Each record is to be printed again precisely as it reads.

<<<<

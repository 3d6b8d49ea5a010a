//! Error types for stiffness evaluation.

use thiserror::Error;

/// Result type alias using the crate's Error.
pub type Result<T> = std::result::Result<T, Error>;

/// Errors that can occur while building or evaluating the element.
#[derive(Error, Debug)]
pub enum Error {
    /// Non-positive or non-finite half-width or thickness.
    #[error("invalid geometry: {0}")]
    InvalidGeometry(String),

    /// Young's modulus or Poisson's ratio outside the physical range.
    #[error("invalid material parameters: {0}")]
    InvalidMaterialParameters(String),

    /// Unsupported quadrature order or a non-finite integral.
    #[error("integration failure: {0}")]
    IntegrationFailure(String),

    /// Element-level misuse, e.g. a displacement vector of the wrong length.
    #[error("element error: {0}")]
    Element(String),

    /// Malformed configuration document.
    #[error("config error: {0}")]
    Config(#[from] serde_json::Error),

    /// I/O errors (reading config files).
    #[error("I/O error: {0}")]
    Io(#[from] std::io::Error),
}
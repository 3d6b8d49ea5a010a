//! Core data types for the plane stress element.
//!
//! This module defines the fixed-size matrices that flow through the pipeline
//! and the in-plane stress and strain vectors:
//! - Shape function values and nodal displacement vectors
//! - Strain-displacement, constitutive and stiffness matrices
//! - Plane stress and strain in Voigt notation

use nalgebra::{Matrix3, SMatrix, SVector, Vector3, Vector4};

/// Values of the four shape functions at a point.
pub type ShapeVector = Vector4<f64>;

/// Strain-displacement operator B, mapping 8 nodal DOFs to 3 strains.
pub type StrainDisplacement = SMatrix<f64, 3, 8>;

/// Plane stress constitutive matrix C.
///
/// Maps strain vector to stress vector: σ = C * ε
pub type ConstitutiveMatrix = Matrix3<f64>;

/// Element stiffness matrix K.
pub type StiffnessMatrix = SMatrix<f64, 8, 8>;

/// Nodal displacements interleaved as (u1, v1, u2, v2, u3, v3, u4, v4).
pub type DisplacementVector = SVector<f64, 8>;

/// In-plane stress in Voigt notation.
///
/// Components are ordered as: [σ_xx, σ_yy, τ_xy]
#[derive(Debug, Clone, Copy, PartialEq)]
pub struct StressVector(pub Vector3<f64>);

impl StressVector {
    /// Create a new stress vector from Voigt components.
    pub fn new(components: [f64; 3]) -> Self {
        Self(Vector3::from_row_slice(&components))
    }

    /// Von Mises equivalent stress under plane stress (σ_zz = 0).
    pub fn von_mises(&self) -> f64 {
        let s_xx = self.0[0];
        let s_yy = self.0[1];
        let t_xy = self.0[2];
        (s_xx * s_xx - s_xx * s_yy + s_yy * s_yy + 3.0 * t_xy * t_xy).sqrt()
    }

    /// Principal stresses (σ_1 ≥ σ_2) in the plane.
    pub fn principal(&self) -> (f64, f64) {
        let center = 0.5 * (self.0[0] + self.0[1]);
        let radius = (0.25 * (self.0[0] - self.0[1]).powi(2) + self.0[2].powi(2)).sqrt();
        (center + radius, center - radius)
    }
}

/// In-plane strain in Voigt notation.
///
/// Components are ordered as: [ε_xx, ε_yy, γ_xy]
/// where γ = 2ε for engineering shear strain.
#[derive(Debug, Clone, Copy, PartialEq)]
pub struct StrainVector(pub Vector3<f64>);

impl StrainVector {
    /// Create a new strain vector from Voigt components.
    pub fn new(components: [f64; 3]) -> Self {
        Self(Vector3::from_row_slice(&components))
    }

    /// In-plane area change ε_xx + ε_yy.
    pub fn areal(&self) -> f64 {
        self.0[0] + self.0[1]
    }
}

>>>>

## [Response area]
repository 3d6b8d49ea5a010a
//! Error types for stiffness evaluation.

use thiserror::Error;

/// Result type alias using the crate's Error.
pub type Result<T> = std::result::Result<T, Error>;

/// Errors that can occur while building or evaluating the element.
#[derive(Error, Debug)]
pub enum Error {
    /// Non-positive or non-finite half-width or thickness.
    #[error("invalid geometry: {0}")]
    InvalidGeometry(String),

    /// Young's modulus or Poisson's ratio outside the physical range.
    #[error("invalid material parameters: {0}")]
    InvalidMaterialParameters(String),

    /// Unsupported quadrature order or a non-finite integral.
    #[error("integration failure: {0}")]
    IntegrationFailure(String),

    /// Element-level misuse, e.g. a displacement vector of the wrong length.
    #[error("element error: {0}")]
    Element(String),

    /// Malformed configuration document.
    #[error("config error: {0}")]
    Config(#[from] serde_json::Error),

    /// I/O errors (reading config files).
    #[error("I/O error: {0}")]
    Io(#[from] std::io::Error),
}
repository 3d6b8d49ea5a010a
//! Core data types for the plane stress element.
//!
//! This module defines the fixed-size matrices that flow through the pipeline
//! and the in-plane stress and strain vectors:
//! - Shape function values and nodal displacement vectors
//! - Strain-displacement, constitutive and stiffness matrices
//! - Plane stress and strain in Voigt notation

use nalgebra::{Matrix3, SMatrix, SVector, Vector3, Vector4};

/// Values of the four shape functions at a point.
pub type ShapeVector = Vector4<f64>;

/// Strain-displacement operator B, mapping 8 nodal DOFs to 3 strains.
pub type StrainDisplacement = SMatrix<f64, 3, 8>;

/// Plane stress constitutive matrix C.
///
/// Maps strain vector to stress vector: σ = C * ε
pub type ConstitutiveMatrix = Matrix3<f64>;

/// Element stiffness matrix K.
pub type StiffnessMatrix = SMatrix<f64, 8, 8>;

/// Nodal displacements interleaved as (u1, v1, u2, v2, u3, v3, u4, v4).
pub type DisplacementVector = SVector<f64, 8>;

/// In-plane stress in Voigt notation.
///
/// Components are ordered as: [σ_xx, σ_yy, τ_xy]
#[derive(Debug, Clone, Copy, PartialEq)]
pub struct StressVector(pub Vector3<f64>);

impl StressVector {
    /// Create a new stress vector from Voigt components.
    pub fn new(components: [f64; 3]) -> Self {
        Self(Vector3::from_row_slice(&components))
    }

    /// Von Mises equivalent stress under plane stress (σ_zz = 0).
    pub fn von_mises(&self) -> f64 {
        let s_xx = self.0[0];
        let s_yy = self.0[1];
        let t_xy = self.0[2];
        (s_xx * s_xx - s_xx * s_yy + s_yy * s_yy + 3.0 * t_xy * t_xy).sqrt()
    }

    /// Principal stresses (σ_1 ≥ σ_2) in the plane.
    pub fn principal(&self) -> (f64, f64) {
        let center = 0.5 * (self.0[0] + self.0[1]);
        let radius = (0.25 * (self.0[0] - self.0[1]).powi(2) + self.0[2].powi(2)).sqrt();
        (center + radius, center - radius)
    }
}

/// In-plane strain in Voigt notation.
///
/// Components are ordered as: [ε_xx, ε_yy, γ_xy]
/// where γ = 2ε for engineering shear strain.
#[derive(Debug, Clone, Copy, PartialEq)]
pub struct StrainVector(pub Vector3<f64>);

impl StrainVector {
    /// Create a new strain vector from Voigt components.
    pub fn new(components: [f64; 3]) -> Self {
        Self(Vector3::from_row_slice(&components))
    }

    /// In-plane area change ε_xx + ε_yy.
    pub fn areal(&self) -> f64 {
        self.0[0] + self.0[1]
    }
}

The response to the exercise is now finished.